Le lendemain de ce jour, Aramis, qui partait pour Madrid afin de négocier la neutralité de l’Espagne, vint embrasser d’Artagnan à son hôtel.

— Aimons-nous pour quatre, dit d’Artagnan, nous ne sommes plus que deux.

— Et tu ne me verras peut-être plus, cher d’Artagnan, dit Aramis ; si tu savais comme je t’ai aimé ! Je suis vieux, je suis éteint, je suis mort.

— Mon ami, dit d’Artagnan, tu vivras plus que moi, la diplomatie t’ordonne de vivre ; mais, moi, l’honneur me condamne à mort.

— Bah ! les hommes comme nous, monsieur le maréchal, ne meurent que rassasiés de joie et de gloire.

— Ah ! répliqua d’Artagnan avec un triste sourire, c’est qu’à présent je ne me sens plus d’appétit, monsieur le duc.
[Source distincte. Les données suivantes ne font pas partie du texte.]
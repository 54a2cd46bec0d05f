//! Static evaluation of a game state
//!
//! The default [`StackEvaluator`] rewards low, dense stacks: it multiplies how
//! solid the stack is (few enclosed gaps) by how much of the grid is still
//! empty above it. Values lie in `[0, 1)`; higher is better.

use crate::core::{GameState, Grid};

/// Heuristic score of a snapshot; higher is better
pub trait Evaluator {
    fn evaluate(&self, state: &GameState) -> f64;
}

impl<E: Evaluator + ?Sized> Evaluator for &E {
    fn evaluate(&self, state: &GameState) -> f64 {
        (**self).evaluate(state)
    }
}

/// Terms of a [`StackEvaluator`] score
#[derive(Debug, Clone, Copy, PartialEq)]
pub struct Evaluation {
    /// Contiguous non-empty rows counted up from the floor
    pub stack_height: usize,
    /// Enclosed empty cells below the top stack row
    pub gaps: usize,
    pub filled_ratio: f64,
    pub empty_row_ratio: f64,
    /// `filled_ratio * empty_row_ratio`
    pub value: f64,
}

/// Stack height and gap count heuristic
#[derive(Debug, Clone, Copy, Default)]
pub struct StackEvaluator;

impl StackEvaluator {
    pub fn breakdown(&self, grid: &Grid) -> Evaluation {
        let height = grid.height();
        let width = grid.width();
        let stack_height = stack_height(grid);
        let gaps = count_gaps(grid, stack_height);

        // The top stack row is excluded from the area, it is still open from above
        let filled_ratio = if stack_height <= 1 {
            0.0
        } else {
            let area = (width * (stack_height - 1)) as f64;
            (area - gaps as f64) / area
        };
        let empty_row_ratio = (height - stack_height) as f64 / height as f64;

        Evaluation {
            stack_height,
            gaps,
            filled_ratio,
            empty_row_ratio,
            value: filled_ratio * empty_row_ratio,
        }
    }
}

impl Evaluator for StackEvaluator {
    fn evaluate(&self, state: &GameState) -> f64 {
        self.breakdown(state.grid()).value
    }
}

/// Non-empty rows from the bottom up to the first empty row
pub fn stack_height(grid: &Grid) -> usize {
    (0..grid.height())
        .rev()
        .take_while(|&row| !grid.is_row_empty(row))
        .count()
}

/// Gaps in the rows under the top stack row.
///
/// A gap is an empty cell whose upper, left and right neighbours are all
/// occupied. Cells on the grid edge never count.
pub fn count_gaps(grid: &Grid, stack_height: usize) -> usize {
    let top_row = grid.height() - stack_height;
    (top_row + 1..grid.height())
        .map(|row| {
            (1..grid.width().saturating_sub(1))
                .filter(|&column| {
                    !grid.is_occupied(row, column)
                        && grid.is_occupied(row - 1, column)
                        && grid.is_occupied(row, column - 1)
                        && grid.is_occupied(row, column + 1)
                })
                .count()
        })
        .sum()
}

#[cfg(test)]
mod tests {
    use super::*;
    use crate::types::GRID_WIDTH;

    #[test]
    fn empty_grid_scores_zero() {
        let eval = StackEvaluator.breakdown(&Grid::new());
        assert_eq!(eval.stack_height, 0);
        assert_eq!(eval.gaps, 0);
        assert_eq!(eval.value, 0.0);
        assert_eq!(eval.empty_row_ratio, 1.0);
    }

    #[test]
    fn single_row_stack_has_no_filled_ratio() {
        let mut grid = Grid::new();
        grid.set(19, 3, true);
        let eval = StackEvaluator.breakdown(&grid);
        assert_eq!(eval.stack_height, 1);
        assert_eq!(eval.value, 0.0);
    }

    #[test]
    fn solid_two_rows() {
        let mut grid = Grid::new();
        for column in 0..GRID_WIDTH - 1 {
            grid.set(19, column, true);
        }
        grid.set(18, 0, true);
        let eval = StackEvaluator.breakdown(&grid);
        assert_eq!(eval.stack_height, 2);
        assert_eq!(eval.gaps, 0);
        assert_eq!(eval.filled_ratio, 1.0);
        assert_eq!(eval.value, 18.0 / 20.0);
    }

    #[test]
    fn enclosed_cell_counts_as_gap() {
        let mut grid = Grid::new();
        // Row 19: X X . X ...   Row 18: . . X . ...
        grid.set(19, 1, true);
        grid.set(19, 3, true);
        grid.set(18, 2, true);
        let eval = StackEvaluator.breakdown(&grid);
        assert_eq!(eval.stack_height, 2);
        assert_eq!(eval.gaps, 1);
        assert_eq!(eval.filled_ratio, 9.0 / 10.0);
    }

    #[test]
    fn edge_cells_are_never_gaps() {
        let mut grid = Grid::new();
        grid.set(18, 0, true);
        grid.set(19, 1, true);
        let eval = StackEvaluator.breakdown(&grid);
        assert_eq!(eval.gaps, 0);
    }

    #[test]
    fn stack_height_stops_at_first_empty_row() {
        let mut grid = Grid::new();
        grid.set(19, 0, true);
        grid.set(17, 0, true);
        assert_eq!(stack_height(&grid), 1);
    }

    #[test]
    fn lower_stack_scores_higher() {
        let mut low = Grid::new();
        let mut high = Grid::new();
        for column in 0..GRID_WIDTH {
            for row in 18..20 {
                low.set(row, column, column != 9);
            }
            for row in 14..20 {
                high.set(row, column, column != 9);
            }
        }
        assert!(StackEvaluator.breakdown(&low).value > StackEvaluator.breakdown(&high).value);
    }
}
Ils s’embrassèrent encore, et, deux heures après, ils étaient séparés.


LA MORT DE M. D’ARTAGNAN


Contrairement à ce qui arrive toujours, soit en politique, soit en morale, chacun tint ses promesses et fit honneur à ses engagements. Le roi appela M. de Guiche et chassa M. le chevalier de Lorraine ; de telle façon que Monsieur en fit une maladie. Madame partit pour Londres, où elle s’appliqua si bien à faire goûter à Charles II, son frère, les conseils politiques de mademoiselle de Kéroualle, que l’alliance entre la France et l’Angleterre fut signée, et que les vaisseaux anglais, lestés par quelques millions d’or français, firent une terrible campagne contre les flottes des Provinces-Unies. Charles II avait promis à mademoiselle de Kéroualle un peu de reconnaissance pour ses bons conseils : il la fit duchesse de Portsmouth. Colbert avait promis au roi des vaisseaux, des munitions et des victoires. Il tint parole, comme on sait. Enfin Aramis, celui de tous sur les promesses duquel on pouvait le moins compter, écrivit à Colbert la lettre suivante, au sujet des négociations dont il s’était chargé à Madrid :


« Monsieur Colbert,

« J’ai l’honneur de vous expédier le R. P. d’Oliva, général par intérim de la société de Jésus, mon successeur provisoire. Le révérend père vous expliquera, monsieur Colbert, que je garde la direction de toutes les affaires de l’ordre qui concernent la France et l’Espagne ; mais que je ne veux pas conserver le titre de général, qui jetterait trop de lumière sur la marche des négociations dont Sa Majesté Catholique veut bien me charger. Je reprendrai ce titre par l’ordre de Sa Majesté quand les travaux que j’ai entrepris, de concert avec vous, pour la plus grande gloire de Dieu et de son Église, seront menés à bonne fin. Le R. P. d’Oliva vous instruira aussi, Monsieur, du consentement que donne Sa Majesté Catholique à la signature d’un traité qui donne la neutralité de l’Espagne, dans le cas d’une guerre entre la France et les Provinces-Unies. Ce consentement serait valable, même si l’Angleterre, au lieu de se porter active, se contentait de demeurer neutre. Quant au Portugal, dont nous avions parlé vous et moi, Monsieur, je puis vous assurer qu’il contribuera de toutes ses ressources à aider le roi Très-Chrétien dans sa guerre. Je vous prie, monsieur Colbert, de me vouloir garder votre amitié, comme aussi de croire à mon profond attachement, et de mettre mon respect aux pieds de Sa Majesté Très-Chrétienne.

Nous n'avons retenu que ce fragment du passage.